However, DHT also plays an important role in the functioning of the central nervous system (the brain), the testicles and prostate, and almost everything but muscle tissue. In muscle tissue testosterone is the dominant hormone, which is why some bodybuilders inject testosterone derivatives to aid in muscular development.

* Propecia (and other products containing finasteride) cause a rise in testosterone levels because testosterone that would normally be converted into DHT remains testosterone. Continual high levels of testosterone in the body could possibly have negative side effects.

* Artificially low levels of DHT in the body could cause some unwanted conditions. DHT is an antagonist of estrogen. Men’s bodies also produce the female hormone estrogen in the adrenal glands, although this is just one-tenth of the estrogen that premenopausal women produce in their ovaries. By reducing DHT with drugs, a man’s protection from the effects of estrogen may also be reduced. This could result in gynecomastia.

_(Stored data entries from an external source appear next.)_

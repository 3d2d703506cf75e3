//! Bridges a client connection to a FastCGI upstream without tying up a
//! worker thread for the round trip: [`FcgiRequestHandler`] sends the
//! request and immediately suspends the client connection's continuation
//! (see [`crate::continuation`]), then hands the upstream socket to this
//! stage's own poller. Once the upstream's reply is fully read, the
//! continuation is resumed, the reply copied into the client's
//! `out_stream`, and the connection forwarded to a write-back scheduler —
//! the `kCompletionReadFcgi` / `kCompletionHeadersDone` /
//! `kCompletionContinue` states `fcgi_completion_stage.h` names collapse
//! into "still reading" vs "done" here since this core's `ParserStage`
//! doesn't parse CGI response headers out of the body.

use std::collections::HashMap;
use std::io::Read;
use std::os::unix::io::{AsRawFd, RawFd};
use std::os::unix::net::UnixStream;
use std::sync::{Arc, Mutex};
use std::time::Duration;

use crate::connection::Connection;
use crate::fcgi::connection_pool::ConnectionPool;
use crate::fcgi::proto::{self, ResponseReader};
use crate::poller::{EpollOpt, Poller, Ready};
use crate::scheduler::QueueScheduler;
use crate::stages::parser::RequestHandler;

const MAX_EVENTS: usize = 128;
const WAIT_TIMEOUT: Duration = Duration::from_millis(500);
const POOL_ALLOC_TIMEOUT: Duration = Duration::from_millis(200);

/// Marker stored in the client connection's continuation slot while its
/// upstream reply is in flight. Carries nothing itself — `FcgiCompletionStage`
/// keeps the actual read state in its own registry, keyed by the upstream
/// fd — but its presence is what lets other stages (see
/// `crate::stages::poll_out`) tell a suspended connection apart from one
/// that's simply idle.
pub struct FcgiPending;

struct Pending {
    conn: Arc<Connection>,
    upstream: UnixStream,
    reader: ResponseReader,
}

pub struct FcgiCompletionStage {
    poller: Arc<Poller>,
    registry: Mutex<HashMap<RawFd, Pending>>,
    write_back: Arc<QueueScheduler>,
}

impl FcgiCompletionStage {
    pub fn new(write_back: Arc<QueueScheduler>) -> std::io::Result<Arc<FcgiCompletionStage>> {
        let stage = Arc::new(FcgiCompletionStage {
            poller: Arc::new(Poller::new(MAX_EVENTS, Duration::from_secs(30))?),
            registry: Mutex::new(HashMap::new()),
            write_back,
        });

        let worker = stage.clone();
        std::thread::Builder::new()
            .name("tube-fcgi_completion".to_string())
            .spawn(move || worker.run())
            .expect("spawning the fcgi completion worker thread");

        Ok(stage)
    }

    /// Registers `upstream` for readability and takes ownership of
    /// reading its reply on behalf of `conn`. The caller must have
    /// already suspended `conn`'s continuation with `FcgiPending` and
    /// released its lock before calling this.
    fn begin(&self, conn: Arc<Connection>, upstream: UnixStream, reader: ResponseReader) -> std::io::Result<()> {
        upstream.set_nonblocking(true)?;
        let fd = upstream.as_raw_fd();
        self.poller.register(&fd, Ready::readable() | Ready::hup() | Ready::error(), EpollOpt::level())?;
        self.registry.lock().unwrap().insert(fd, Pending { conn, upstream, reader });
        Ok(())
    }

    /// Wakes the worker thread so it exits instead of blocking in `wait`
    /// forever.
    pub fn shutdown(&self) {
        let _ = self.poller.shutdown();
    }

    fn run(&self) {
        loop {
            let result = match self.poller.wait(Some(WAIT_TIMEOUT)) {
                Ok(r) => r,
                Err(e) => {
                    log::error!("fcgi completion poller wait failed: {}", e);
                    continue;
                }
            };

            if result.woken && self.poller.is_shutdown() {
                return;
            }

            for (fd, ready) in result.ready {
                self.handle_event(fd, ready);
            }
        }
    }

    fn handle_event(&self, fd: RawFd, ready: Ready) {
        let mut pending = match self.registry.lock().unwrap().remove(&fd) {
            Some(p) => p,
            None => return,
        };

        if ready.is_hup() || ready.is_error() {
            let _ = self.poller.deregister(&fd);
            pending.conn.active_close();
            return;
        }

        let mut buf = [0u8; 16 * 1024];
        loop {
            match pending.upstream.read(&mut buf) {
                Ok(0) => break,
                Ok(n) => {
                    if let Err(e) = pending.reader.feed(&buf[..n]) {
                        log::warn!("malformed fastcgi response: {}", e);
                        let _ = self.poller.deregister(&fd);
                        pending.conn.active_close();
                        return;
                    }
                }
                Err(e) if e.kind() == std::io::ErrorKind::WouldBlock => break,
                Err(_) => break,
            }
        }

        if !pending.reader.is_done() {
            self.registry.lock().unwrap().insert(fd, pending);
            return;
        }

        let _ = self.poller.deregister(&fd);
        let conn = pending.conn.clone();
        let mut guard = conn.lock();
        let _ = crate::continuation::resume::<FcgiPending>(&mut guard);
        guard.out_stream.append_data(pending.reader.body());
        drop(guard);

        self.write_back.add_task(conn);
    }
}

/// Forwards the client's buffered input to a FastCGI upstream as the
/// request body of a single `Responder` request, then suspends the
/// connection until `FcgiCompletionStage` has the full reply.
pub struct FcgiRequestHandler {
    pool: Arc<ConnectionPool>,
    completion: Arc<FcgiCompletionStage>,
    script_name: String,
}

impl FcgiRequestHandler {
    pub fn new(pool: Arc<ConnectionPool>, completion: Arc<FcgiCompletionStage>, script_name: impl Into<String>) -> Arc<FcgiRequestHandler> {
        Arc::new(FcgiRequestHandler {
            pool,
            completion,
            script_name: script_name.into(),
        })
    }
}

impl RequestHandler for FcgiRequestHandler {
    fn handle(&self, conn: &Arc<Connection>, inner: &mut crate::connection::ConnectionInner) {
        let pending = inner.in_stream.buffer().len();
        let mut body = vec![0u8; pending];
        inner.in_stream.buffer().copy_front(&mut body);
        inner.in_stream.buffer_mut().pop(pending);

        let upstream = match self.pool.alloc(POOL_ALLOC_TIMEOUT) {
            Ok(s) => s,
            Err(e) => {
                log::warn!("fastcgi upstream unavailable: {}", e);
                inner.out_stream.append_data(b"502 upstream unavailable");
                return;
            }
        };

        let request_id: u16 = 1;
        let params = vec![
            ("SCRIPT_NAME".to_string(), self.script_name.clone()),
            ("CONTENT_LENGTH".to_string(), body.len().to_string()),
        ];

        let mut request = proto::begin_request(request_id, proto::ROLE_RESPONDER, false);
        request.extend_from_slice(&proto::params_stream(request_id, &params));
        request.extend_from_slice(&proto::stdin_stream(request_id, &body));

        use std::io::Write;
        let mut upstream = upstream;
        if let Err(e) = upstream.write_all(&request) {
            log::warn!("writing fastcgi request failed: {}", e);
            self.pool.reclaim_broken();
            inner.out_stream.append_data(b"502 upstream write failed");
            return;
        }

        crate::continuation::suspend(inner, FcgiPending);
        if let Err(e) = self.completion.begin(conn.clone(), upstream, ResponseReader::new()) {
            log::warn!("registering fastcgi upstream for readability failed: {}", e);
            let _ = crate::continuation::resume::<FcgiPending>(inner);
            inner.out_stream.append_data(b"502 upstream registration failed");
        }
    }
}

* Even though both finasteride and dutasteride were developed to combat benign prostatic hyperplasia by reducing DHT in prostate tissue, some scientists question the wisdom of using these 5-alpha reductase inhibitors in younger men who have no problem with their prostates. A research chemist, Patrick Arnold, says “Evidence is mounting that the existence of a high estrogen/androgen ratio – a condition common in older men – is highly correlated with the development of benign prostatic hyperplasia.”[citation needed] However, in apparent contradiction, individuals with 5-alpha-reductase deficiency (and thus a similar hormonal profile to users of DHT inhibitors) do not experience BPH.Buy Online Propecia

Effective Hair Loss Remedies

If you are beginning to lose your hair, you likely feel embarrassed and concerned. While hair loss is sometimes a natural part of the aging process, there are treatments that can be used to stop it. The hair loss remedy you choose will depend on many factors, including your gender, the amount of hair loss you are experiencing and the cause of your hair loss.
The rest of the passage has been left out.